**TASK OBJECTIVE**: A single number is required: how many lines in the records below contain "false".

[[ DATASET EXTRACT open ]]

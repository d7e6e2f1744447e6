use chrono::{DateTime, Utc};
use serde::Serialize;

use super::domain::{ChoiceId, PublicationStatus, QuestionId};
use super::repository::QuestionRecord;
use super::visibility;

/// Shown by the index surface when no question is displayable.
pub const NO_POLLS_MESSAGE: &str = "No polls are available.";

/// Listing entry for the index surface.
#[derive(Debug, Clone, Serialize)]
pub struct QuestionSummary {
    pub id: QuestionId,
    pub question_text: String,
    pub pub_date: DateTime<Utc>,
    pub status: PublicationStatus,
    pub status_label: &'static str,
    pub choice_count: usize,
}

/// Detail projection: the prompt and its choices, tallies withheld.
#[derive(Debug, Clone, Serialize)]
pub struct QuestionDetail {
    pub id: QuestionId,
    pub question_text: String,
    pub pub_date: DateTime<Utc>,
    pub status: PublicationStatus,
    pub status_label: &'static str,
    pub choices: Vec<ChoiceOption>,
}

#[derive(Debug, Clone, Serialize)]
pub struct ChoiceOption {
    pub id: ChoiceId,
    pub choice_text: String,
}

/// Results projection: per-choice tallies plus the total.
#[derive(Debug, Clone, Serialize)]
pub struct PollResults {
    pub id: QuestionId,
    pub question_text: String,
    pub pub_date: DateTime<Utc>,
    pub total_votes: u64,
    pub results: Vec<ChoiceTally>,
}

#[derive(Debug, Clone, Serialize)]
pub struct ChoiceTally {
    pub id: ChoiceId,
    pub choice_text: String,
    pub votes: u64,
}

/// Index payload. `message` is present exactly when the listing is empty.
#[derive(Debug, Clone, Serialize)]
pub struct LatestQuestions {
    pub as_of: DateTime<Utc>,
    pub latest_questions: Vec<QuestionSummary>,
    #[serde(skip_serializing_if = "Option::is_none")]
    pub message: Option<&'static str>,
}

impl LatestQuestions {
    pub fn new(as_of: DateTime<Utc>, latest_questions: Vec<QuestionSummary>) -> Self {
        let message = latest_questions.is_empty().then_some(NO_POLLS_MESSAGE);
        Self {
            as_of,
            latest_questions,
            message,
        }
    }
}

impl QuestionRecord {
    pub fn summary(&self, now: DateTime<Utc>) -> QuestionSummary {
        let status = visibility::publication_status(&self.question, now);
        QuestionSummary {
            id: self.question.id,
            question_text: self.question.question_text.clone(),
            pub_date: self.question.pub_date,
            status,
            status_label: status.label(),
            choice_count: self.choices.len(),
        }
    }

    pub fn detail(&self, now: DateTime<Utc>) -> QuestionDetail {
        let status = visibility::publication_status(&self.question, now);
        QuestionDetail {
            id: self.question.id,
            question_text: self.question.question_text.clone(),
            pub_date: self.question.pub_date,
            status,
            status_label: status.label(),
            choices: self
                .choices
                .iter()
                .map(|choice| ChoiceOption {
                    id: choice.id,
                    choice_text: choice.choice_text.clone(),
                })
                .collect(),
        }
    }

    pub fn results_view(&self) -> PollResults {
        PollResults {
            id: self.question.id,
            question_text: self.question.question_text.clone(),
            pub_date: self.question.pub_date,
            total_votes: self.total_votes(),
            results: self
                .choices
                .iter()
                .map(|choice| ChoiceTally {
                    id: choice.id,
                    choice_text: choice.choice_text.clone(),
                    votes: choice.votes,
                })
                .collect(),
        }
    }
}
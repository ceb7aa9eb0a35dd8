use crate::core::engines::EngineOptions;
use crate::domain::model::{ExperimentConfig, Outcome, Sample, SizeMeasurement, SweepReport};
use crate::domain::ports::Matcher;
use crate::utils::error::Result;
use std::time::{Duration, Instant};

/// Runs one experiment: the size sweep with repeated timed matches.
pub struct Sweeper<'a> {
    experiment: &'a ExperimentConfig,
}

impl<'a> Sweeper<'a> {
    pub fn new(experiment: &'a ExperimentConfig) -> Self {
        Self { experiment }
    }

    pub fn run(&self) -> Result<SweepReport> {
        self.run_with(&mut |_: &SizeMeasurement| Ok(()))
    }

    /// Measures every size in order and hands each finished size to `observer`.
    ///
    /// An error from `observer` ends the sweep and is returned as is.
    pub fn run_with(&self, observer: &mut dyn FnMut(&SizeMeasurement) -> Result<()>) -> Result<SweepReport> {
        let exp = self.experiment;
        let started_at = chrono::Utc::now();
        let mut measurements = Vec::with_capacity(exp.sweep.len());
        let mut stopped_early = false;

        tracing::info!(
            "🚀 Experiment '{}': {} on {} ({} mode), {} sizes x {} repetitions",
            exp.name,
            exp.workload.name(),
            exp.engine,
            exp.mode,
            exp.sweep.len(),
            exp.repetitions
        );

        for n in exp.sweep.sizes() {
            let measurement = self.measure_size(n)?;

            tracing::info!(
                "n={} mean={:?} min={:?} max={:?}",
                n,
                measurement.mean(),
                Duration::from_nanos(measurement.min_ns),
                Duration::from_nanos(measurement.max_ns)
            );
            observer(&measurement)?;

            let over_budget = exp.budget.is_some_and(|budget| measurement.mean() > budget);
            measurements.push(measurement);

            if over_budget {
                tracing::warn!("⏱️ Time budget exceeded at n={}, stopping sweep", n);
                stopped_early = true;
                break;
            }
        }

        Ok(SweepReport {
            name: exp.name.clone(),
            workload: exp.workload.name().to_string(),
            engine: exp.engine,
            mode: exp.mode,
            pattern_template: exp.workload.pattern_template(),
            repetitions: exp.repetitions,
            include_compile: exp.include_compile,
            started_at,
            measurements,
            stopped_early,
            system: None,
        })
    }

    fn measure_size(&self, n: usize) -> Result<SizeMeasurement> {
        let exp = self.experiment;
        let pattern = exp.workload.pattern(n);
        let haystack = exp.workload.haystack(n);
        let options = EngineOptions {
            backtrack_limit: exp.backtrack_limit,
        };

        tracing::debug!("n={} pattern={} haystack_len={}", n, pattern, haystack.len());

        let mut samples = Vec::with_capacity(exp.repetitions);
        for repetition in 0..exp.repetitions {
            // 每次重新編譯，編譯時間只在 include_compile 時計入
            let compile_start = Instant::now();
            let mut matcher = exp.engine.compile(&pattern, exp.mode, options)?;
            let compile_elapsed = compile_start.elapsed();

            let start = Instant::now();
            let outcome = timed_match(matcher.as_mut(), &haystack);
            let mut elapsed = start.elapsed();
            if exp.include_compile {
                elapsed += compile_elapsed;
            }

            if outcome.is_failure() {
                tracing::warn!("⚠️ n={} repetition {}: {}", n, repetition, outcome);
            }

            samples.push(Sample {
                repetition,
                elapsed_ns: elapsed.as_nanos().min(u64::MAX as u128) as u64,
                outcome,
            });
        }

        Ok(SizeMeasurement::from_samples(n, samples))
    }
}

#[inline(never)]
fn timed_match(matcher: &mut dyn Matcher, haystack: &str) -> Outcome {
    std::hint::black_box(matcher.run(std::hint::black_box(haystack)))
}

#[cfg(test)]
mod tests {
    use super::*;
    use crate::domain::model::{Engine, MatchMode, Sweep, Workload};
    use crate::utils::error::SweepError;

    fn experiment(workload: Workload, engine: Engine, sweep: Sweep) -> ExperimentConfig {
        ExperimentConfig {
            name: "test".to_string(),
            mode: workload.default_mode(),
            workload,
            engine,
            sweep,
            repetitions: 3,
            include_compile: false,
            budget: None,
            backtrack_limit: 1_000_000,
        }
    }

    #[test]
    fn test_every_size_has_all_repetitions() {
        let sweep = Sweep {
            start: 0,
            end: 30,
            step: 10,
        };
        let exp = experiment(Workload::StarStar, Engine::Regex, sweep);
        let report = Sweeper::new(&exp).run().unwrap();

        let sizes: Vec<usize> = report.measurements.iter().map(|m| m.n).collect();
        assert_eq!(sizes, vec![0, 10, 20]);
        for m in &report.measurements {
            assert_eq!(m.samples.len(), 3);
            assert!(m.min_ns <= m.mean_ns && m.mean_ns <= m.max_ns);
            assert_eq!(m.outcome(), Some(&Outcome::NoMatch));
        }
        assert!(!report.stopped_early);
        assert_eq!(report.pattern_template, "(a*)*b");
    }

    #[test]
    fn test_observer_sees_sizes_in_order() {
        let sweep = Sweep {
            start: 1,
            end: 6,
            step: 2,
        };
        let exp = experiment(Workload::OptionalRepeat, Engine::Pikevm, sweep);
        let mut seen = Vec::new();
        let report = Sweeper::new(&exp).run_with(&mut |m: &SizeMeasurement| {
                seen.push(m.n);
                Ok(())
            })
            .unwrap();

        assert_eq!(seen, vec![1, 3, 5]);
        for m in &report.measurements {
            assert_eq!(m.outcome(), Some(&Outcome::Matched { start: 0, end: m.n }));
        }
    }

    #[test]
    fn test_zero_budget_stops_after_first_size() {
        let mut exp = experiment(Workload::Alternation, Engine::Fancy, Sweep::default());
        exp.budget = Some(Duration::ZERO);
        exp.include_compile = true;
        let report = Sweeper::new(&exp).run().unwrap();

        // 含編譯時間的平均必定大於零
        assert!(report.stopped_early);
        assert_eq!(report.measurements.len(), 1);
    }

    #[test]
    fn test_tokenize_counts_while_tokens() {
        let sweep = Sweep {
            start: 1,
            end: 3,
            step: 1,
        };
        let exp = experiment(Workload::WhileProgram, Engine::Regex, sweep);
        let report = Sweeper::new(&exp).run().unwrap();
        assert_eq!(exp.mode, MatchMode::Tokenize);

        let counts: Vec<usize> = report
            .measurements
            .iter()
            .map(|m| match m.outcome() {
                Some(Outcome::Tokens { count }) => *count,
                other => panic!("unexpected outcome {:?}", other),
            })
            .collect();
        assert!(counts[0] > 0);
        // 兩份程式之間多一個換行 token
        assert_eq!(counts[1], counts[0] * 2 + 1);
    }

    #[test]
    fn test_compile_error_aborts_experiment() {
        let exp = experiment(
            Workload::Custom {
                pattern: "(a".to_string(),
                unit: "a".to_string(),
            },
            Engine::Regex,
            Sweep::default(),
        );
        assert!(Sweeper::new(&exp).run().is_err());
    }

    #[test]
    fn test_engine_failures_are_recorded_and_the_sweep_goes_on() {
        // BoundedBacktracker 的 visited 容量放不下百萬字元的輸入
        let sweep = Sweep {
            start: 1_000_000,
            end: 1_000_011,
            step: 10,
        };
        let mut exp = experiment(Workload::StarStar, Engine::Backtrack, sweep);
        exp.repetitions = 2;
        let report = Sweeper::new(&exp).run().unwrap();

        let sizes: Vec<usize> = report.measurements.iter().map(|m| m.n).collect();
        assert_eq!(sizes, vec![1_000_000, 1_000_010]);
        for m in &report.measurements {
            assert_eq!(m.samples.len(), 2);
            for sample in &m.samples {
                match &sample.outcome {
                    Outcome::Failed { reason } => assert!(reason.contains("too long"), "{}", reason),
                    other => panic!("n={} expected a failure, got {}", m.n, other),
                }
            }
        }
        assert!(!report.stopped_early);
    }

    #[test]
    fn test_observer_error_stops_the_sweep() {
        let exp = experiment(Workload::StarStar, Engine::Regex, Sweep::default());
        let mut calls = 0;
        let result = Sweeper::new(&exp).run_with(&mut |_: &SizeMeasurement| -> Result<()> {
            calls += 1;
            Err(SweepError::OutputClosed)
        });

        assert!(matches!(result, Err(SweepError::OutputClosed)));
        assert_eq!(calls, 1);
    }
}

[[ DATASET EXTRACT closed ]]

**COMPLETED TASK**: 2